3.   Objetos de la Moral



   El objeto formal y básico de la moral es la vida entera a la luz de lo que Dios reveló progresiva a lo largo de la Historia de la salvación. El hombre libre, ser inteligente que responde desde la fe a de Dios, es el sujeto de esa moral y promueve su propio modo de entender la vida y la conducta en la tierra.


   Ese objeto encarnado en ese sujeto se expresa y hace presente en diversos aspectos: los actos libres e inteligentes, las intenciones que los rigen, la responsabilidad de la conciencia de quien los ejecuta, las normas o leyes a las que se ajustan, las circunstancias que alteran esa responsabilidad.













  1. La conciencia



   El primer centro de atención moral no son las acciones en sí mismas, sino la conciencia que las rige moralmente: sus vínculos con la voluntad que hace posible el querer con libertad y sus luces en la inteligencia para discernir lo bueno de lo malo.

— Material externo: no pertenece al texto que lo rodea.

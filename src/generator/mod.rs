use async_trait::async_trait;
use serde::{Deserialize, Serialize};
use std::ffi::{OsStr, OsString};
use std::fmt;
use std::io;
use std::path::{Path, PathBuf};
use std::process::Stdio;
use tokio::process::Command;

pub mod client;

pub use client::GeneratorClient;

pub const VIDEO_EXTENSIONS: [&str; 4] = [".mp4", ".avi", ".mov", ".mkv"];

#[derive(Debug, Clone, PartialEq, Serialize, Deserialize)]
#[serde(default)]
pub struct GeneratorSettings {
    pub program: String,
    pub script: PathBuf,
    pub ckpt_dir: PathBuf,
    pub wav2vec_dir: PathBuf,
    pub sample_steps: u32,
    pub num_persistent_param_in_dit: u64,
    pub mode: String,
    pub use_teacache: bool,
    pub teacache_thresh: f64,
    pub sample_shift: f64,
    pub use_apg: bool,
    pub apg_momentum: f64,
    pub apg_norm_threshold: f64,
    pub size: String,
    pub motion_frame: u32,
    pub sample_text_guide_scale: f64,
    pub sample_audio_guide_scale: f64,
    pub working_dir: PathBuf,
    pub output_extensions: Vec<String>,
}

impl Default for GeneratorSettings {
    fn default() -> Self {
        Self {
            program: "python3".into(),
            script: "generate_multitalk.py".into(),
            ckpt_dir: "weights/Wan2.1-I2V-14B-480P".into(),
            wav2vec_dir: "weights/chinese-wav2vec2-base".into(),
            sample_steps: 15,
            num_persistent_param_in_dit: 11_000_000_000,
            mode: "streaming".into(),
            use_teacache: true,
            teacache_thresh: 0.2,
            sample_shift: 9.0,
            use_apg: true,
            apg_momentum: -0.74,
            apg_norm_threshold: 52.0,
            size: "multitalk-480".into(),
            motion_frame: 25,
            sample_text_guide_scale: 7.0,
            sample_audio_guide_scale: 4.0,
            working_dir: ".".into(),
            output_extensions: VIDEO_EXTENSIONS.iter().map(|ext| ext.to_string()).collect(),
        }
    }
}

impl GeneratorSettings {
    pub fn invocation(&self, input_json: &Path, save_file: &str) -> Invocation {
        let mut args: Vec<OsString> = vec![self.script.clone().into()];
        push_flag(&mut args, "ckpt_dir", &self.ckpt_dir);
        push_flag(&mut args, "wav2vec_dir", &self.wav2vec_dir);
        push_flag(&mut args, "input_json", input_json);
        push_flag(&mut args, "sample_steps", self.sample_steps.to_string());
        push_flag(
            &mut args,
            "num_persistent_param_in_dit",
            self.num_persistent_param_in_dit.to_string(),
        );
        push_flag(&mut args, "mode", &self.mode);
        if self.use_teacache {
            args.push("--use_teacache".into());
        }
        push_flag(&mut args, "sample_shift", self.sample_shift.to_string());
        if self.use_apg {
            args.push("--use_apg".into());
            push_flag(&mut args, "apg_momentum", self.apg_momentum.to_string());
            push_flag(&mut args, "apg_norm_threshold", self.apg_norm_threshold.to_string());
        }
        if self.use_teacache {
            push_flag(&mut args, "teacache_thresh", self.teacache_thresh.to_string());
        }
        push_flag(&mut args, "size", &self.size);
        push_flag(&mut args, "motion_frame", self.motion_frame.to_string());
        push_flag(
            &mut args,
            "sample_text_guide_scale",
            self.sample_text_guide_scale.to_string(),
        );
        push_flag(
            &mut args,
            "sample_audio_guide_scale",
            self.sample_audio_guide_scale.to_string(),
        );
        push_flag(&mut args, "save_file", save_file);

        Invocation {
            program: self.program.clone(),
            args,
            working_dir: self.working_dir.clone(),
        }
    }
}

fn push_flag(args: &mut Vec<OsString>, name: &str, value: impl AsRef<OsStr>) {
    args.push(format!("--{name}").into());
    args.push(value.as_ref().to_os_string());
}

#[derive(Debug, Clone, PartialEq)]
pub struct Invocation {
    pub program: String,
    pub args: Vec<OsString>,
    pub working_dir: PathBuf,
}

impl Invocation {
    pub fn arg_strings(&self) -> Vec<String> {
        self.args
            .iter()
            .map(|arg| arg.to_string_lossy().to_string())
            .collect()
    }
}

impl fmt::Display for Invocation {
    fn fmt(&self, f: &mut fmt::Formatter<'_>) -> fmt::Result {
        write!(f, "{} {}", self.program, self.arg_strings().join(" "))
    }
}

#[derive(Debug, Clone, PartialEq, Eq)]
pub struct ProcessOutput {
    /// `None` when the process was terminated by a signal.
    pub code: Option<i32>,
    pub stdout: String,
    pub stderr: String,
}

impl ProcessOutput {
    pub fn success(&self) -> bool {
        self.code == Some(0)
    }

    pub fn status_label(&self) -> String {
        match self.code {
            Some(code) => format!("exit code {code}"),
            None => "terminated by signal".to_string(),
        }
    }
}

#[async_trait]
pub trait CommandRunner: Send + Sync {
    async fn run(&self, invocation: &Invocation) -> io::Result<ProcessOutput>;
}

#[derive(Debug, Clone, Copy, Default)]
pub struct TokioRunner;

#[async_trait]
impl CommandRunner for TokioRunner {
    async fn run(&self, invocation: &Invocation) -> io::Result<ProcessOutput> {
        let output = Command::new(&invocation.program)
            .args(&invocation.args)
            .current_dir(&invocation.working_dir)
            .stdin(Stdio::null())
            .stdout(Stdio::piped())
            .stderr(Stdio::piped())
            .output()
            .await?;

        Ok(ProcessOutput {
            code: output.status.code(),
            stdout: String::from_utf8_lossy(&output.stdout).into_owned(),
            stderr: String::from_utf8_lossy(&output.stderr).into_owned(),
        })
    }
}
use crate::session::bbox::{BboxParseError, BoundingBox};
use image::{DynamicImage, Rgba, RgbaImage};
use imageproc::drawing::draw_hollow_rect_mut;
use imageproc::rect::Rect;
use thiserror::Error;

pub const BOX_COLOR: Rgba<u8> = Rgba([255, 0, 0, 255]);
pub const STROKE_WIDTH: i64 = 3;

#[derive(Debug, Clone, PartialEq, Eq, Error)]
pub enum PreviewError {
    #[error("Invalid format! Expected: x, y, width, height")]
    Format(#[source] BboxParseError),
}

#[derive(Debug, Clone)]
pub struct AnnotatedImage {
    pub image: RgbaImage,
    pub bbox: BoundingBox,
    pub message: String,
}

pub fn draw_bounding_box(image: &DynamicImage, coords: &str) -> Result<AnnotatedImage, PreviewError> {
    let bbox = BoundingBox::parse(coords).map_err(PreviewError::Format)?;
    let mut canvas = image.to_rgba8();
    draw_outline(&mut canvas, bbox);

    Ok(AnnotatedImage {
        image: canvas,
        bbox,
        message: format!("Box drawn at ({bbox})"),
    })
}

/// Outline from `(x, y)` to `(x + w, y + h)` inclusive, stroke grows inward.
fn draw_outline(canvas: &mut RgbaImage, bbox: BoundingBox) {
    let (left, right) = ordered(i64::from(bbox.x), bbox.right());
    let (top, bottom) = ordered(i64::from(bbox.y), bbox.bottom());

    // Edges pushed past the canvas stay off-canvas but keep sizes in range.
    let clamp_x = |v: i64| v.clamp(-STROKE_WIDTH, i64::from(canvas.width()) + STROKE_WIDTH);
    let clamp_y = |v: i64| v.clamp(-STROKE_WIDTH, i64::from(canvas.height()) + STROKE_WIDTH);
    let (left, right) = (clamp_x(left), clamp_x(right));
    let (top, bottom) = (clamp_y(top), clamp_y(bottom));

    for inset in 0..STROKE_WIDTH {
        let width = right - left + 1 - 2 * inset;
        let height = bottom - top + 1 - 2 * inset;
        if width <= 0 || height <= 0 {
            break;
        }
        let rect = Rect::at((left + inset) as i32, (top + inset) as i32)
            .of_size(width as u32, height as u32);
        draw_hollow_rect_mut(canvas, rect, BOX_COLOR);
    }
}

fn ordered(a: i64, b: i64) -> (i64, i64) {
    if a <= b {
        (a, b)
    } else {
        (b, a)
    }
}
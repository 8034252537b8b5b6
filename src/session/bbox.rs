use crate::session::{Person, SessionError};
use serde::{Deserialize, Serialize};
use std::fmt;
use std::num::IntErrorKind;
use thiserror::Error;

#[derive(Debug, Clone, PartialEq, Eq, Error)]
pub enum BboxParseError {
    #[error("expected 4 comma separated values, got {0}")]
    Arity(usize),
    #[error("invalid integer {0:?}")]
    NotInteger(String),
    #[error("integer {0} does not fit in a pixel coordinate")]
    OutOfRange(String),
}

#[derive(Debug, Clone, Copy, PartialEq, Eq, Serialize, Deserialize)]
#[serde(from = "[i32; 4]", into = "[i32; 4]")]
pub struct BoundingBox {
    pub x: i32,
    pub y: i32,
    pub width: i32,
    pub height: i32,
}

impl BoundingBox {
    pub const PERSON1_DEFAULT: Self = Self::new(350, 600, 220, 400);
    pub const PERSON2_DEFAULT: Self = Self::new(300, 300, 280, 300);

    pub const fn new(x: i32, y: i32, width: i32, height: i32) -> Self {
        Self {
            x,
            y,
            width,
            height,
        }
    }

    pub fn default_for(person: Person) -> Self {
        match person {
            Person::Person1 => Self::PERSON1_DEFAULT,
            Person::Person2 => Self::PERSON2_DEFAULT,
        }
    }

    pub fn parse(text: &str) -> Result<Self, BboxParseError> {
        let values = text
            .trim()
            .split(',')
            .map(|token| {
                let token = token.trim();
                token.parse::<i32>().map_err(|err| match err.kind() {
                    IntErrorKind::PosOverflow | IntErrorKind::NegOverflow => {
                        BboxParseError::OutOfRange(token.to_string())
                    }
                    _ => BboxParseError::NotInteger(token.to_string()),
                })
            })
            .collect::<Result<Vec<_>, _>>()?;

        match values.as_slice() {
            &[x, y, width, height] => Ok(Self::new(x, y, width, height)),
            other => Err(BboxParseError::Arity(other.len())),
        }
    }

    /// Blank or missing text falls back to the person's default box.
    pub fn resolve(person: Person, text: Option<&str>) -> Result<Self, SessionError> {
        let Some(text) = text.map(str::trim).filter(|text| !text.is_empty()) else {
            return Ok(Self::default_for(person));
        };

        Self::parse(text).map_err(|err| match err {
            BboxParseError::Arity(count) => SessionError::BboxArity { person, count },
            BboxParseError::NotInteger(token) => SessionError::BboxNotInteger { person, token },
            BboxParseError::OutOfRange(token) => SessionError::BboxOutOfRange { person, token },
        })
    }

    pub fn right(&self) -> i64 {
        i64::from(self.x) + i64::from(self.width)
    }

    pub fn bottom(&self) -> i64 {
        i64::from(self.y) + i64::from(self.height)
    }
}

impl From<[i32; 4]> for BoundingBox {
    fn from([x, y, width, height]: [i32; 4]) -> Self {
        Self::new(x, y, width, height)
    }
}

impl From<BoundingBox> for [i32; 4] {
    fn from(bbox: BoundingBox) -> Self {
        [bbox.x, bbox.y, bbox.width, bbox.height]
    }
}

impl fmt::Display for BoundingBox {
    fn fmt(&self, f: &mut fmt::Formatter<'_>) -> fmt::Result {
        write!(
            f,
            "x={}, y={}, w={}, h={}",
            self.x, self.y, self.width, self.height
        )
    }
}
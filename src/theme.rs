use eframe::egui::{self, Color32, CornerRadius, FontId, Frame, Margin, Stroke, TextStyle};

#[derive(Debug, Clone, Copy, PartialEq, Eq)]
pub enum StatusTone {
    Idle,
    Running,
    Success,
    Error,
}

#[derive(Debug, Clone)]
pub struct Theme {
    pub surface_0: Color32,
    pub surface_1: Color32,
    pub surface_2: Color32,
    pub surface_3: Color32,
    pub accent: Color32,
    pub accent_muted: Color32,
    pub success: Color32,
    pub warning: Color32,
    pub danger: Color32,
    pub text_primary: Color32,
    pub text_muted: Color32,
    pub spacing_4: f32,
    pub spacing_8: f32,
    pub spacing_12: f32,
    pub radius: u8,
}

impl Default for Theme {
    fn default() -> Self {
        Self {
            surface_0: Color32::from_rgb(0x11, 0x13, 0x18),
            surface_1: Color32::from_rgb(0x18, 0x1B, 0x22),
            surface_2: Color32::from_rgb(0x1F, 0x24, 0x2D),
            surface_3: Color32::from_rgb(0x29, 0x2F, 0x3A),
            accent: Color32::from_rgb(0x8B, 0x5C, 0xF6),
            accent_muted: Color32::from_rgb(0x6D, 0x4A, 0xC8),
            success: Color32::from_rgb(0x22, 0xC5, 0x5E),
            warning: Color32::from_rgb(0xF5, 0x9E, 0x0B),
            danger: Color32::from_rgb(0xEF, 0x44, 0x44),
            text_primary: Color32::from_rgb(0xE6, 0xED, 0xF3),
            text_muted: Color32::from_rgb(0x8B, 0x94, 0x9E),
            spacing_4: 4.0,
            spacing_8: 8.0,
            spacing_12: 12.0,
            radius: 10,
        }
    }
}

impl Theme {
    pub fn apply_visuals(&self, ctx: &egui::Context) {
        let mut visuals = egui::Visuals::dark();
        visuals.panel_fill = self.surface_1;
        visuals.window_fill = self.surface_1;
        visuals.extreme_bg_color = self.surface_0;
        visuals.override_text_color = Some(self.text_primary);
        visuals.widgets.inactive.bg_fill = self.surface_2;
        visuals.widgets.inactive.weak_bg_fill = self.surface_2;
        visuals.widgets.inactive.bg_stroke = Stroke::NONE;
        visuals.widgets.hovered.bg_fill = self.surface_3;
        visuals.widgets.hovered.weak_bg_fill = self.surface_3;
        visuals.widgets.active.bg_fill = self.accent_muted;
        visuals.widgets.active.weak_bg_fill = self.accent_muted;
        visuals.selection.bg_fill = self.accent_muted;
        visuals.hyperlink_color = self.accent;
        visuals.window_corner_radius = CornerRadius::same(self.radius);

        let mut style = (*ctx.style()).clone();
        style.visuals = visuals;
        style.spacing.item_spacing = egui::vec2(8.0, 8.0);
        style.spacing.button_padding = egui::vec2(12.0, 6.0);
        style.text_styles.insert(TextStyle::Heading, FontId::proportional(18.0));
        style.text_styles.insert(TextStyle::Body, FontId::proportional(14.0));
        style.text_styles.insert(TextStyle::Monospace, FontId::monospace(13.0));
        style.text_styles.insert(TextStyle::Small, FontId::proportional(12.0));
        ctx.set_style(style);
    }

    pub fn card_frame(&self) -> Frame {
        Frame::new()
            .fill(self.surface_2)
            .inner_margin(Margin::same(self.spacing_12 as i8))
            .corner_radius(CornerRadius::same(self.radius))
            .stroke(Stroke::NONE)
    }

    pub fn status_color(&self, tone: StatusTone) -> Color32 {
        match tone {
            StatusTone::Idle => self.text_muted,
            StatusTone::Running => self.warning,
            StatusTone::Success => self.success,
            StatusTone::Error => self.danger,
        }
    }
}
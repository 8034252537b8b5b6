mod app;
mod config;
mod event;
mod generator;
mod logger;
mod preview;
mod session;
mod theme;
mod ui;

use anyhow::Context;
use app::MultiTalkApp;
use clap::Parser;
use config::AppConfig;
use eframe::egui;
use generator::{GeneratorClient, TokioRunner};
use session::builder::SessionBuilder;
use std::path::PathBuf;
use std::sync::mpsc;
use theme::Theme;
use tracing::info;

#[derive(Parser)]
#[command(name = "multitalk-studio")]
#[command(about = "Desktop front-end for the MultiTalk video generator", long_about = None)]
struct Cli {
    /// TOML file with data root, log level and generator settings
    #[arg(short, long)]
    config: Option<PathBuf>,
    /// Directory that receives one folder per session
    #[arg(long)]
    data_root: Option<PathBuf>,
    /// Directory the generator runs in
    #[arg(long)]
    working_dir: Option<PathBuf>,
    #[arg(long)]
    log_level: Option<String>,
}

fn load_config(cli: &Cli) -> anyhow::Result<AppConfig> {
    let mut config = match &cli.config {
        Some(path) => AppConfig::load(path)?,
        None => AppConfig::default(),
    };
    if let Some(data_root) = &cli.data_root {
        config.data_root = data_root.clone();
    }
    if let Some(working_dir) = &cli.working_dir {
        config.generator.working_dir = working_dir.clone();
    }
    if let Some(level) = &cli.log_level {
        config.log_level = level.clone();
    }
    Ok(config)
}

fn main() -> anyhow::Result<()> {
    let cli = Cli::parse();
    let config = load_config(&cli)?;
    logger::init_logging(&config.log_level);

    std::fs::create_dir_all(&config.data_root).with_context(|| {
        format!("failed to create data root {}", config.data_root.display())
    })?;
    info!(
        data_root = %config.data_root.display(),
        working_dir = %config.generator.working_dir.display(),
        "starting multitalk-studio"
    );

    let (tx, rx) = mpsc::channel();
    let runtime = tokio::runtime::Builder::new_multi_thread()
        .enable_all()
        .thread_name("multitalk-runtime")
        .build()?;

    let builder = SessionBuilder::new(config.data_root.clone(), config.generator.clone(), TokioRunner);
    let client = GeneratorClient::new(runtime.handle().clone(), tx, builder);
    let theme = Theme::default();
    let app = MultiTalkApp::new(rx, client, theme.clone());
    let _runtime = runtime;

    let native_options = eframe::NativeOptions {
        viewport: egui::ViewportBuilder::default()
            .with_title("MultiTalk Studio")
            .with_inner_size([1200.0, 780.0])
            .with_min_inner_size([900.0, 600.0])
            .with_drag_and_drop(true),
        ..Default::default()
    };

    eframe::run_native(
        "MultiTalk Studio",
        native_options,
        Box::new(move |creation_context| {
            theme.apply_visuals(&creation_context.egui_ctx);
            Ok(Box::new(app))
        }),
    )
    .map_err(|err| anyhow::anyhow!("failed to run UI: {err}"))?;

    Ok(())
}

#[cfg(test)]
mod tests {
    use super::*;

    #[test]
    fn cli_flags_override_config_file() {
        let dir = tempfile::tempdir().expect("tempdir");
        let path = dir.path().join("multitalk.toml");
        std::fs::write(
            &path,
            "data_root = \"/from/file\"\nlog_level = \"warn\"\n[generator]\nworking_dir = \"/file/work\"\n",
        )
        .expect("config should write");

        let cli = Cli::parse_from([
            "multitalk-studio",
            "--config",
            path.to_str().expect("utf-8 path"),
            "--data-root",
            "/from/cli",
        ]);
        let config = load_config(&cli).expect("config should load");
        assert_eq!(config.data_root, PathBuf::from("/from/cli"));
        assert_eq!(config.log_level, "warn");
        assert_eq!(config.generator.working_dir, PathBuf::from("/file/work"));
    }

    #[test]
    fn no_flags_uses_defaults() {
        let cli = Cli::parse_from(["multitalk-studio"]);
        let config = load_config(&cli).expect("defaults");
        assert_eq!(config, AppConfig::default());
    }
}
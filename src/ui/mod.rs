pub mod form;
pub mod preview_panel;

pub const USAGE_GUIDE: &str = "\
1. Prompt: optional text describing the video.
2. Image path: path to the condition image.
3. Person 1 audio: path to the first speaker's audio.
4. Two speakers: tick to put two people in the video.
5. Person 2 audio: path to the second speaker's audio.
6. Bbox: face region per person as x,y,width,height. Empty fields use the defaults.

Every run gets its own folder under the data directory holding the staged inputs, \
the generated config_<id>.json and the resulting multiperson_<id> video.";
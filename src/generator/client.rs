use crate::event::AppEvent;
use crate::generator::TokioRunner;
use crate::session::builder::{GenerationRequest, SessionBuilder};
use std::path::Path;
use std::sync::atomic::{AtomicBool, Ordering};
use std::sync::{mpsc, Arc};
use tokio::runtime::Handle;
use tracing::{error, info};

#[derive(Clone)]
pub struct GeneratorClient {
    tx: mpsc::Sender<AppEvent>,
    builder: Arc<SessionBuilder<TokioRunner>>,
    runtime_handle: Handle,
    busy: Arc<AtomicBool>,
}

impl GeneratorClient {
    pub fn new(
        runtime_handle: Handle,
        tx: mpsc::Sender<AppEvent>,
        builder: SessionBuilder<TokioRunner>,
    ) -> Self {
        Self {
            tx,
            builder: Arc::new(builder),
            runtime_handle,
            busy: Arc::new(AtomicBool::new(false)),
        }
    }

    pub fn is_busy(&self) -> bool {
        self.busy.load(Ordering::SeqCst)
    }

    pub fn data_root(&self) -> &Path {
        self.builder.data_root()
    }

    pub fn output_extensions(&self) -> &[String] {
        &self.builder.settings().output_extensions
    }

    /// Returns `false` without doing anything while another request runs.
    pub fn submit(&self, request: GenerationRequest) -> bool {
        if self
            .busy
            .compare_exchange(false, true, Ordering::SeqCst, Ordering::SeqCst)
            .is_err()
        {
            return false;
        }

        if self.tx.send(AppEvent::GenerationStarted).is_err() {
            error!("event channel closed before generation start was delivered");
        }
        let tx = self.tx.clone();
        let builder = Arc::clone(&self.builder);
        let busy = Arc::clone(&self.busy);

        self.runtime_handle.spawn(async move {
            let outcome = builder.run(&request).await;
            match &outcome {
                Ok(success) => info!(session = %success.session_id, "generation finished"),
                Err(err) => error!("generation failed: {err}"),
            }
            busy.store(false, Ordering::SeqCst);
            if tx.send(AppEvent::GenerationFinished(outcome)).is_err() {
                error!("event channel closed before generation result was delivered");
            }
        });

        true
    }
}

   La primera exigencia fundamental de la moral cristiana es escuchar la conciencia, como capacidad de opción y discernimiento y en cuanto actúa ilustrada por las consignas de Jesús.  Nada hay más importante para el hombre recto que su conciencia libre. Ella es el reflejo de Dios en su mundo interior y en su acción exterior.  Dios creó al hombre a su imagen y semejanza: libre, inteligente, capaz de elegir: "Y dijo Dios: hagamos al hombre a nuestra imagen y semejanza... Y los hizo varón y mujer." (Gn. 1. 26-28)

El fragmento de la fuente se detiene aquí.